Chapter I, Summary
I begin “The Devotee’s Gita” commentaries with Chapter II because Chapter I is distracting by the degree of its complexity.
The primary goal of “The Devotee’s Gita” is to provide a “Helpful Translation” to my fellow members of the Kshatriya caste. The secondary purpose is to provide hints about using the original “Bhagavad Gita” as a Sanskrit Primer. Since some readers may be new to the Gita, here is an oversimplified summary of the first chapter, including a few quotations from the texts that I use for reference.
Chapter I sets up a specific battlefield. The chapter refers to many warriors from either the “good” or the “evil” forces and to their past deeds. Arjuna, the prince of the good side, rides his chariot into the middle of the battlefield with his trusted confident Krishna. Before the battle begins, they take account of who is present and discuss the battles that must be fought. Arjuna, realizing that the warriors on the “evil” side are his relatives, becomes depressed and questions if it is necessary to fight.
Thoughts for Reference
“Dharmakshetre-Kurukshetre may be translated into English as ‘on the holy field of Kurukshetra.’ The entire human body is the spiritual kingdom. But the field of the subjective battle between the qualities of the soul, the Pandavas, and the propensities of the ego, the Kauravas, is the spinal column encompassing the region between the Muladhar, the coccygeal center at the base, and Ajna, the spiritual eye, located in the brain, back of the point between the eyebrows. That part of the body which lies below the coccygeal center is to be considered as relatively physical, and is designated by the term Kurukshetra.
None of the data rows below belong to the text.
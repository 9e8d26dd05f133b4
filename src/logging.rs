//! Logging infrastructure for the shared library
//!
//! This module provides configurable logging support built on `tracing`,
//! with a runtime debug toggle and helpers for sanitizing log messages so
//! sensitive values never reach the log output.

use std::sync::{Arc, Mutex, OnceLock};
use tracing::Level;

/// Global logging configuration
static LOGGING_CONFIG: OnceLock<Arc<Mutex<LoggingConfig>>> = OnceLock::new();

/// Logging configuration structure
#[derive(Debug, Clone)]
pub struct LoggingConfig {
    /// Whether debug logging is enabled
    pub debug_enabled: bool,
    /// Log level filter
    pub level: Level,
    /// Whether to include timestamps
    pub include_timestamps: bool,
    /// Whether to include thread information
    pub include_thread_info: bool,
    /// Custom log target prefix
    pub target_prefix: Option<String>,
}

impl Default for LoggingConfig {
    fn default() -> Self {
        Self {
            debug_enabled: false,
            level: Level::INFO,
            include_timestamps: true,
            include_thread_info: false,
            target_prefix: Some("datakit".to_string()),
        }
    }
}

/// Initialize the logging system
///
/// The `DEBUG` environment variable enables debug logging when set to any
/// value. Subsequent calls fail once the configuration has been stored.
pub fn init_logging() -> Result<(), Box<dyn std::error::Error + Send + Sync>> {
    let mut config = LoggingConfig::default();
    if std::env::var("DEBUG").is_ok() {
        config.debug_enabled = true;
        config.level = Level::DEBUG;
    }

    // Store the configuration globally
    LOGGING_CONFIG
        .set(Arc::new(Mutex::new(config.clone())))
        .map_err(|_| "Logging already initialized")?;

    setup_subscriber(&config)?;
    Ok(())
}

/// Update logging configuration
pub fn configure_logging(
    config: LoggingConfig,
) -> Result<(), Box<dyn std::error::Error + Send + Sync>> {
    if let Some(global_config) = LOGGING_CONFIG.get() {
        if let Ok(mut stored_config) = global_config.lock() {
            *stored_config = config.clone();
        }
    }

    setup_subscriber(&config)?;

    if config.debug_enabled {
        tracing::info!("logging configuration updated: debug_enabled=true");
    }
    Ok(())
}

/// Enable or disable debug logging
pub fn set_debug_enabled(enabled: bool) -> Result<(), Box<dyn std::error::Error + Send + Sync>> {
    if let Some(global_config) = LOGGING_CONFIG.get() {
        let config = if let Ok(mut stored_config) = global_config.lock() {
            stored_config.debug_enabled = enabled;
            stored_config.level = if enabled { Level::DEBUG } else { Level::INFO };
            stored_config.clone()
        } else {
            return Err("Failed to acquire logging config lock".into());
        };

        setup_subscriber(&config)?;

        if enabled {
            tracing::debug!("debug logging enabled");
        }
    }

    Ok(())
}

/// Check if debug logging is enabled
pub fn is_debug_enabled() -> bool {
    LOGGING_CONFIG
        .get()
        .and_then(|config| config.lock().ok())
        .map(|config| config.debug_enabled)
        .unwrap_or(false)
}

/// Get current logging configuration
pub fn get_config() -> LoggingConfig {
    LOGGING_CONFIG
        .get()
        .and_then(|config| config.lock().ok())
        .map(|config| config.clone())
        .unwrap_or_default()
}

/// Set up the tracing subscriber based on configuration
fn setup_subscriber(
    config: &LoggingConfig,
) -> Result<(), Box<dyn std::error::Error + Send + Sync>> {
    // try_init keeps re-configuration non-fatal once a subscriber exists
    let _ = tracing_subscriber::fmt()
        .with_max_level(if config.debug_enabled {
            Level::DEBUG
        } else {
            config.level
        })
        .with_target(true)
        .with_thread_ids(config.include_thread_info)
        .with_thread_names(config.include_thread_info)
        .try_init();

    Ok(())
}

/// Helper function to sanitize log messages by removing sensitive data
pub fn sanitize_log_message(message: &str) -> String {
    let sensitive_patterns = [
        (r"password[=:\s]+[^\s]+", "password=***"),
        (r"token[=:\s]+[^\s]+", "token=***"),
        (r"key[=:\s]+[^\s]+", "key=***"),
        (r"secret[=:\s]+[^\s]+", "secret=***"),
    ];

    let mut sanitized = message.to_string();

    for (pattern, replacement) in &sensitive_patterns {
        if let Ok(re) = regex::Regex::new(pattern) {
            sanitized = re.replace_all(&sanitized, *replacement).to_string();
        }
    }

    sanitized
}

/// Logging macros for consistent usage throughout the library
#[macro_export]
macro_rules! log_debug {
    ($($arg:tt)*) => {
        if $crate::logging::is_debug_enabled() {
            tracing::debug!($($arg)*);
        }
    };
}

#[macro_export]
macro_rules! log_info {
    ($($arg:tt)*) => {
        tracing::info!($($arg)*);
    };
}

#[macro_export]
macro_rules! log_warn {
    ($($arg:tt)*) => {
        tracing::warn!($($arg)*);
    };
}

#[macro_export]
macro_rules! log_error {
    ($($arg:tt)*) => {
        tracing::error!($($arg)*);
    };
}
“The Sahasraram, the sphere of the symbolic thousand-petalled lotus, situated at the top of the brain, is known to be purely spiritual, Dharmakshetra. Accordingly, the area extending from the Kurukshetra below, to the Dharmakshetra above, is designated by the compound expression Dharmakshetra-Kurukshetra. It is Kurukshetra because it is still the domain of psychosensory perception, and Dharmakshetra, as well, for the reason that the preliminary revelation of the soul is also attained therein. This is the mystic battle ground of the Bhagavad-Gita. This is the holy field of the subjective struggle between the qualities of the soul and the propensities of the ego. Such is the mystic setting of the Bhagavad-Gita.”
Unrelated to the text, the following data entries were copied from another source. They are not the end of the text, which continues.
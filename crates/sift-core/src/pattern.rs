//! Query compilation and per-item evaluation.

use std::sync::Arc;

use crate::item::Item;
use crate::merger::MatchedItem;
use crate::options::{CaseMode, SearchOptions};
use crate::score::{self, MatchSpan, Scored};
use crate::store::Chunk;

/// How a single term is matched against candidate text.
#[derive(Clone, Copy, Debug, Eq, PartialEq)]
pub enum TermMode {
	/// Subsequence match scored by alignment.
	Fuzzy,
	/// Substring starting at a word boundary (`'term`).
	ExactBoundary,
	/// Anchored at the start of the text (`^term`).
	ExactPrefix,
	/// Anchored at the end of the text (`term$`).
	ExactSuffix,
	/// The whole text (`^term$`).
	ExactEqual,
}

/// One component of an extended query.
#[derive(Clone, Debug)]
pub struct Term {
	pub mode: TermMode,
	/// An exclude term disqualifies any candidate it matches.
	pub exclude: bool,
	pub text: Vec<char>,
}

/// Result of evaluating a pattern against one item.
#[derive(Clone, Debug)]
pub struct ItemMatch {
	pub score: i32,
	/// One interval per matched include term.
	pub spans: Vec<MatchSpan>,
}

/// A compiled query: an ordered set of terms plus global case handling.
///
/// Patterns are immutable once built and cheap to share; the matcher keys
/// its merger cache on [`as_string`](Self::as_string).
#[derive(Clone, Debug)]
pub struct Pattern {
	terms: Vec<Term>,
	case_sensitive: bool,
	raw: String,
}

impl Pattern {
	/// Compile a raw query. Any sequence of Unicode scalars is valid;
	/// stray mode markers degrade to literal text or drop empty terms.
	#[must_use]
	pub fn build(runes: &[char], options: &SearchOptions) -> Arc<Self> {
		let raw: String = runes.iter().collect::<String>().trim().to_string();
		let case_sensitive = match options.case_mode {
			CaseMode::Sensitive => true,
			CaseMode::Insensitive => false,
			CaseMode::Smart => raw.chars().any(char::is_uppercase),
		};
		let terms = if options.extended {
			parse_terms(&raw)
		} else if raw.is_empty() {
			Vec::new()
		} else {
			vec![Term {
				mode: TermMode::Fuzzy,
				exclude: false,
				text: raw.chars().collect(),
			}]
		};
		Arc::new(Self {
			terms,
			case_sensitive,
			raw,
		})
	}

	/// Whether the pattern matches everything (no terms survived parsing).
	#[must_use]
	pub fn is_empty(&self) -> bool {
		self.terms.is_empty()
	}

	/// The normalized query string, used as the merger-cache key.
	#[must_use]
	pub fn as_string(&self) -> &str {
		&self.raw
	}

	/// The compiled terms in query order.
	#[must_use]
	pub fn terms(&self) -> &[Term] {
		&self.terms
	}

	/// Evaluate the pattern against one item. Every include term must
	/// match; any matching exclude term disqualifies the item.
	#[must_use]
	pub fn match_item(&self, item: &Item) -> Option<ItemMatch> {
		let mut score = 0;
		let mut spans = Vec::new();
		for term in &self.terms {
			match (self.match_term(term, item.text()), term.exclude) {
				(Some(_), true) => return None,
				(None, true) => {}
				(Some(scored), false) => {
					score += scored.score;
					spans.push(scored.span);
				}
				(None, false) => return None,
			}
		}
		Some(ItemMatch { score, spans })
	}

	/// Collect the chunk's matching items in insertion order.
	#[must_use]
	pub fn match_chunk(&self, chunk: &Chunk) -> Vec<MatchedItem> {
		let mut matches = Vec::new();
		for item in chunk.items() {
			if let Some(found) = self.match_item(item) {
				matches.push(MatchedItem {
					item: item.clone(),
					score: found.score,
					spans: found.spans,
				});
			}
		}
		matches
	}

	fn match_term(&self, term: &Term, text: &[char]) -> Option<Scored> {
		let case = self.case_sensitive;
		match term.mode {
			TermMode::Fuzzy => score::fuzzy_match(text, &term.text, case),
			TermMode::ExactBoundary => score::boundary_match(text, &term.text, case),
			TermMode::ExactPrefix => score::prefix_match(text, &term.text, case),
			TermMode::ExactSuffix => score::suffix_match(text, &term.text, case),
			TermMode::ExactEqual => score::equal_match(text, &term.text, case),
		}
	}
}

/// Split an extended query on whitespace and classify each token.
fn parse_terms(raw: &str) -> Vec<Term> {
	let mut terms = Vec::new();
	for token in raw.split_whitespace() {
		let mut text = token;
		let mut exclude = false;
		let mut mode = TermMode::Fuzzy;

		if let Some(rest) = text.strip_prefix('!') {
			exclude = true;
			text = rest;
		}
		if let Some(rest) = text.strip_prefix('\'') {
			mode = TermMode::ExactBoundary;
			text = rest;
		} else {
			let mut prefix = false;
			let mut suffix = false;
			if let Some(rest) = text.strip_prefix('^') {
				prefix = true;
				text = rest;
			}
			if let Some(rest) = text.strip_suffix('$') {
				suffix = true;
				text = rest;
			}
			mode = match (prefix, suffix) {
				(true, true) => TermMode::ExactEqual,
				(true, false) => TermMode::ExactPrefix,
				(false, true) => TermMode::ExactSuffix,
				(false, false) => mode,
			};
		}

		if text.is_empty() {
			continue;
		}
		terms.push(Term {
			mode,
			exclude,
			text: text.chars().collect(),
		});
	}
	terms
}

#[cfg(test)]
mod tests {
	use super::*;

	fn build(query: &str, options: &SearchOptions) -> Arc<Pattern> {
		let runes: Vec<char> = query.chars().collect();
		Pattern::build(&runes, options)
	}

	fn matches(pattern: &Pattern, line: &str) -> bool {
		pattern.match_item(&Item::new(0, line)).is_some()
	}

	#[test]
	fn classifies_extended_tokens() {
		let pattern = build("'quoted ^head tail$ ^whole$ !not plain", &SearchOptions::default());
		let modes: Vec<(TermMode, bool)> = pattern
			.terms()
			.iter()
			.map(|term| (term.mode, term.exclude))
			.collect();
		assert_eq!(
			modes,
			[
				(TermMode::ExactBoundary, false),
				(TermMode::ExactPrefix, false),
				(TermMode::ExactSuffix, false),
				(TermMode::ExactEqual, false),
				(TermMode::Fuzzy, true),
				(TermMode::Fuzzy, false),
			]
		);
	}

	#[test]
	fn non_extended_queries_are_one_fuzzy_term() {
		let options = SearchOptions {
			extended: false,
			..SearchOptions::default()
		};
		let pattern = build("^head tail$", &options);
		assert_eq!(pattern.terms().len(), 1);
		assert_eq!(pattern.terms()[0].mode, TermMode::Fuzzy);
		let text: String = pattern.terms()[0].text.iter().collect();
		assert_eq!(text, "^head tail$");
	}

	#[test]
	fn marker_only_tokens_are_dropped() {
		let pattern = build("! ' ^ $ ^$", &SearchOptions::default());
		assert!(pattern.is_empty());
		assert!(matches(&pattern, "anything"));
	}

	#[test]
	fn empty_patterns_match_everything_with_score_zero() {
		let pattern = build("", &SearchOptions::default());
		assert!(pattern.is_empty());
		let found = pattern.match_item(&Item::new(0, "whatever")).unwrap();
		assert_eq!(found.score, 0);
		assert!(found.spans.is_empty());
	}

	#[test]
	fn smart_case_follows_query_casing() {
		let options = SearchOptions::default();
		let lower = build("foo", &options);
		assert!(matches(&lower, "foo"));
		assert!(matches(&lower, "Foo"));
		assert!(matches(&lower, "FOO"));

		let mixed = build("Foo", &options);
		assert!(matches(&mixed, "Foo"));
		assert!(!matches(&mixed, "FOO"));
		assert!(!matches(&mixed, "foo"));
	}

	#[test]
	fn case_mode_overrides_smart_case() {
		let insensitive = SearchOptions {
			case_mode: CaseMode::Insensitive,
			..SearchOptions::default()
		};
		assert!(matches(&build("Foo", &insensitive), "fOO"));

		let sensitive = SearchOptions {
			case_mode: CaseMode::Sensitive,
			..SearchOptions::default()
		};
		assert!(!matches(&build("foo", &sensitive), "FOO"));
	}

	#[test]
	fn exclude_terms_disqualify_regardless_of_other_matches() {
		let pattern = build("err !warn", &SearchOptions::default());
		assert!(matches(&pattern, "error"));
		assert!(!matches(&pattern, "error warn"));
	}

	#[test]
	fn exclude_only_patterns_pass_everything_else() {
		let pattern = build("!error", &SearchOptions::default());
		assert!(!pattern.is_empty());
		assert!(!matches(&pattern, "error"));
		assert!(matches(&pattern, "warn"));
		assert!(matches(&pattern, "info"));
	}

	#[test]
	fn boundary_terms_need_a_word_boundary() {
		let pattern = build("'bar", &SearchOptions::default());
		assert!(matches(&pattern, "foo-bar"));
		assert!(matches(&pattern, "bar"));
		assert!(!matches(&pattern, "foobar"));
	}

	#[test]
	fn include_term_scores_accumulate() {
		let pattern = build("^src .c$", &SearchOptions::default());
		let found = pattern.match_item(&Item::new(0, "src/main.c")).unwrap();
		assert_eq!(found.spans.len(), 2);
		assert_eq!(found.spans[0], MatchSpan { start: 0, end: 3 });
		assert_eq!(found.spans[1], MatchSpan { start: 8, end: 10 });
		assert!(found.score > 0);
	}

	#[test]
	fn interior_markers_stay_literal() {
		let pattern = build("a$b", &SearchOptions::default());
		assert_eq!(pattern.terms()[0].mode, TermMode::Fuzzy);
		assert!(matches(&pattern, "xa$by"));
		assert!(!matches(&pattern, "ab"));
	}
}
Swami Premananda, trans., Srimad-Bhagavad-Gita (Boston: The Christopher Publishing House, 1949), 13-14.
“At the beginning of the Gita the armies of the two sides were already arrayed in their respective battle positions. The war was about to ensue. Arjuna, impelled by his spiritual instinct, became confused and sought the guidance of his friend and charioteer. Krishna responded with wisdom and authority. Thus came into being the marvelous Bhagavad-Gita, the profound dialogue between Krishna and Arjuna.”
Premananda, Gita, 21.
“No acquisition of knowledge is possible unless there is in us a sense of something lacking and a desire to know the truth.”
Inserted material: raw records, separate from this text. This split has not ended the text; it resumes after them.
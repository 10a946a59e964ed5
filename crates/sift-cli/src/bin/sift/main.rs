//! Command-line entry point for the sift stream filter.

mod args;
mod workflow;

use std::process::ExitCode;

use anyhow::Result;
use args::parse_cli;

fn main() -> Result<ExitCode> {
	let cli = parse_cli();
	let options = cli.search_options();
	let ranges = cli.field_ranges()?;

	let outcome = workflow::run_filter(&cli.filter, options, ranges)?;

	// Mirror the usual filter convention: succeed only when something matched.
	Ok(if outcome.matched > 0 {
		ExitCode::SUCCESS
	} else {
		ExitCode::from(1)
	})
}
Saluk, A., trans., Living from the Heart – Gandhi’s Discourses on the Gita, (San Francisco: SIFTSOFT, 1985), 14.
“The First Discourse has been a stumbling block to most of the Eastern and Western readers of the Hindu Bible. Two meanings, one within the other, runs through the major portion of the first discourse; one meaning is literal and the other symbolic. From Verses 1 to 27, the symbolic meaning is intended to be understood. It makes the dramatic start with the Eternal Battle that rages in the human mind between the forces of good and evil. In rapid movement, the diverse characteristics of positive and negative mental forces are described in symbolic terms of fighters, their weapons, missiles, and conches.
“The battlefield called Kurukshetra stands for the battlefield of the Mind or Inner self. Dhitrarashtra represents the concrete mind. His sons are the diverse inimical forces of mind that the human soul meets in its march towards unfoldment and illumination. Arjuna represents the striving soul while Sri Krishna represents the Cosmic Intelligence.”
Sri Nerode, trans., The Song Divine, Bhagavad Gita, The Hindu Bible, (Los Angeles: Science of Divine Power, 1944), 11.